We don’t face the zero-sum relationship the hunters did.  Knowledge of the environment and the capacity to make friends and cooperate with allies means that smart decisions can vastly multiply our results.  We can sometimes achieve exponential results, where 2+2= 100 or more. 

But we still face the environmental constraints.  We need to take the opportunities when they are available.  This means we need to allow ourselves to become seriously “unbalanced” when the opportunities are there.  We must “neglect” important parts of our programs and sacrifice some good things in the pursuit of better things.  We must also be willing to cut and kill programs that are not working, recognizing that those programs on the chopping block may well have been our beloved stars of the recent past.

This is hard to do.  It requires judgment and the decision maker will always be second-guessed.  It is a curse of human perception that we really cannot see how things might have been.  A bold decision will create lots of change.  A great decision will create mostly positive results but there will always be some losses. Choosing one path involves not taking others. Those other paths have potential gains too.  After the decision is made and the one path taken, other will look down the paths not taken and often assume all the good things would have happened with none of the failures.  Imagination can always produce better results than reality.

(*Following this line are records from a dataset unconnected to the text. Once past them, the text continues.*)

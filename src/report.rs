//! Filter-and-print pass over the protection-group listing.
//!
//! A group is reported when its last run has a local backup whose status is
//! exactly [`SUCCEEDED_WITH_WARNING`]. The comparison is case-sensitive.
//! Output order follows the listing; nothing is sorted.

use std::io::Write;

use crate::protection_groups::{BackupInfo, ProtectionGroup};

/// Run status for a backup that completed but emitted warnings.
pub const SUCCEEDED_WITH_WARNING: &str = "SucceededWithWarning";

/// Returns the group's local backup info if its last run succeeded with
/// warnings, `None` otherwise (including when it has no run or no local
/// backup).
pub fn warning_info(group: &ProtectionGroup) -> Option<&BackupInfo> {
    group
        .last_run
        .as_ref()?
        .local_backup_info
        .as_ref()
        .filter(|info| info.status == SUCCEEDED_WITH_WARNING)
}

/// Groups whose last run succeeded with warnings, in listing order.
pub fn groups_with_warnings(
    groups: &[ProtectionGroup],
) -> impl Iterator<Item = (&ProtectionGroup, &BackupInfo)> {
    groups
        .iter()
        .filter_map(|group| warning_info(group).map(|info| (group, info)))
}

/// Writes one block per matching group and returns how many were written.
///
/// ```text
/// Protection Group ID: <id>, Name: <name>
///   Message: <message>
/// ```
pub fn write_report<W: Write>(
    groups: &[ProtectionGroup],
    out: &mut W,
) -> std::io::Result<usize> {
    let mut reported = 0;
    for (group, info) in groups_with_warnings(groups) {
        writeln!(out, "Protection Group ID: {}, Name: {}", group.id, group.name)?;
        for message in &info.messages {
            writeln!(out, "  Message: {message}")?;
        }
        reported += 1;
    }
    Ok(reported)
}
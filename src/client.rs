//! HTTP client for the cluster's REST API.
//!
//! `ClusterClient` owns the single `reqwest::Client` the tool uses for both
//! of its calls and the base URL they are resolved against. It carries no
//! credentials: the bearer token is handed to each authenticated call
//! explicitly by the caller.
//!
//! Response handling is the same for every call: the body is read to the
//! end as text first, the status is checked second, and only then is the
//! text decoded. Reading before checking keeps the cluster's error message
//! available for [`Error::Api`], and consuming the body releases the
//! connection on every exit path.

use reqwest::{Client, RequestBuilder};
use serde::{Serialize, de::DeserializeOwned};
use tracing::debug;

use crate::error::{Error, Result};

/// Builds the underlying `reqwest::Client`.
///
/// Clusters ship with self-signed certificates, so certificate validation
/// is off unless `verify_tls` is set. No timeouts are configured beyond the
/// transport defaults.
fn build_http_client(verify_tls: bool) -> Result<Client> {
    let client = Client::builder()
        .danger_accept_invalid_certs(!verify_tls)
        .build()?;
    Ok(client)
}

/// HTTP client bound to one cluster.
///
/// `base_url` always ends with `/`; request paths are appended without a
/// leading slash.
#[derive(Debug, Clone)]
pub struct ClusterClient {
    client: Client,
    base_url: String,
}

impl ClusterClient {
    /// Creates a client for the cluster at `address` (host or `host:port`),
    /// reached over HTTPS.
    pub fn new(address: &str, verify_tls: bool) -> Result<Self> {
        Self::with_base_url(&format!("https://{address}/"), verify_tls)
    }

    /// Creates a client against an arbitrary base URL. Tests use this to
    /// point at a local mock server speaking plain HTTP.
    pub fn with_base_url(base_url: &str, verify_tls: bool) -> Result<Self> {
        let base_url = if base_url.ends_with('/') {
            base_url.to_string()
        } else {
            format!("{base_url}/")
        };
        Ok(ClusterClient {
            client: build_http_client(verify_tls)?,
            base_url,
        })
    }

    /// The base URL every request path is resolved against.
    pub fn base_url(&self) -> &str {
        &self.base_url
    }

    fn url(&self, path: &str) -> String {
        format!("{}{}", self.base_url, path.trim_start_matches('/'))
    }

    /// Sends an unauthenticated POST with a JSON body and decodes the JSON
    /// response.
    pub async fn post_json<B: Serialize + ?Sized, T: DeserializeOwned>(
        &self,
        path: &str,
        body: &B,
    ) -> Result<T> {
        let url = self.url(path);
        debug!(%url, "POST");
        Self::read_json(self.client.post(&url).json(body)).await
    }

    /// Sends a GET with the given query pairs and a bearer token, and
    /// decodes the JSON response.
    pub async fn get_json<T: DeserializeOwned>(
        &self,
        path: &str,
        query: &[(&str, &str)],
        token: &str,
    ) -> Result<T> {
        let url = self.url(path);
        debug!(%url, "GET");
        Self::read_json(self.client.get(&url).query(query).bearer_auth(token)).await
    }

    /// Sends the request, reads the whole body, then checks the status and
    /// decodes.
    async fn read_json<T: DeserializeOwned>(request: RequestBuilder) -> Result<T> {
        let response = request.send().await?;
        let status = response.status();
        let body = response.text().await?;
        debug!(%status, bytes = body.len(), "response received");

        if !status.is_success() {
            return Err(Error::Api { status, body });
        }

        Ok(serde_json::from_str(&body)?)
    }
}
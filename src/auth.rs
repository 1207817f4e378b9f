//! Session authentication against the cluster's access-token endpoint.
//!
//! The cluster issues bearer tokens from
//! `/irisservices/api/v1/public/accessTokens` in exchange for a username,
//! password and domain. The token lives for the rest of the process run;
//! it is never refreshed.

use serde::{Deserialize, Serialize};
use tracing::info;

use crate::client::ClusterClient;
use crate::error::Result;

/// Path of the access-token endpoint, relative to the cluster base URL.
pub const ACCESS_TOKEN_PATH: &str = "irisservices/api/v1/public/accessTokens";

/// Login credentials, sent as the JSON body of the token request.
///
/// Field order is the wire order: `password`, `username`, `domain`.
#[derive(Clone, Serialize)]
pub struct Credentials {
    password: String,
    username: String,
    domain: String,
}

impl Credentials {
    /// Bundles the three login fields. None of them is validated.
    pub fn new(username: &str, password: &str, domain: &str) -> Self {
        Credentials {
            password: password.to_string(),
            username: username.to_string(),
            domain: domain.to_string(),
        }
    }

    /// The login name.
    pub fn username(&self) -> &str {
        &self.username
    }

    /// The authentication domain, e.g. `LOCAL`.
    pub fn domain(&self) -> &str {
        &self.domain
    }
}

// Hand-written so the password never lands in logs or panic messages.
impl std::fmt::Debug for Credentials {
    fn fmt(&self, f: &mut std::fmt::Formatter<'_>) -> std::fmt::Result {
        f.debug_struct("Credentials")
            .field("username", &self.username)
            .field("password", &"<redacted>")
            .field("domain", &self.domain)
            .finish()
    }
}

/// Token response from the access-token endpoint.
///
/// Only `accessToken` is required. `tokenType` and `privileges` are kept
/// for completeness but nothing downstream reads them.
#[derive(Clone, Deserialize)]
#[serde(rename_all = "camelCase")]
pub struct AccessToken {
    /// The bearer token itself.
    pub access_token: String,
    /// Token scheme reported by the cluster, normally `Bearer`.
    #[serde(default)]
    pub token_type: String,
    /// Privilege names granted to the session.
    #[serde(default)]
    pub privileges: Vec<String>,
}

impl AccessToken {
    /// The raw token, as it goes into an `Authorization: Bearer` header.
    pub fn bearer(&self) -> &str {
        &self.access_token
    }
}

impl std::fmt::Debug for AccessToken {
    fn fmt(&self, f: &mut std::fmt::Formatter<'_>) -> std::fmt::Result {
        f.debug_struct("AccessToken")
            .field("access_token", &"<redacted>")
            .field("token_type", &self.token_type)
            .field("privileges", &self.privileges)
            .finish()
    }
}

/// Exchanges credentials for a bearer token.
///
/// Any failure (unreachable cluster, rejected login, malformed body) comes
/// back as an error; there is no retry.
pub async fn request_access_token(
    client: &ClusterClient,
    credentials: &Credentials,
) -> Result<AccessToken> {
    info!(
        username = credentials.username(),
        domain = credentials.domain(),
        "requesting access token"
    );
    let token: AccessToken = client.post_json(ACCESS_TOKEN_PATH, credentials).await?;
    info!(
        token_type = %token.token_type,
        privileges = token.privileges.len(),
        "access token acquired"
    );
    Ok(token)
}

Putting up with this kind of second-guessing is the price of making decisions. If you expect to be praised by everybody when you do things right, you are seriously mistaken and probably unsuited to leadership. I take some pride in annoying some people. If I think they are wrong, I hope that they dislike what I do.  Make sure the good people are with you and don’t worry about the ankle biters. I am approaching my second year in Brazil and we have achieved great things.  But none of the biggest things, the things I think will do sustainable good, were part of my plans when I arrived in Brazil in June 2011.   My slow moving dreams were overtaken by much bigger, better and faster aspirations of our Brazilian friends. Our choice was to stick with our plans and be able to take full credit for small success or join with others and deploy our small powers to leverage a much larger one.  With our friends we can take down that wholly mammoth.  By ourselves, we can knock a rabbit on the head, maybe corner a chipmunk.

Looking back at my last two years in Brazil, I achieved almost none of my plans.  But WE did much better. Good people understand and the others don’t matter.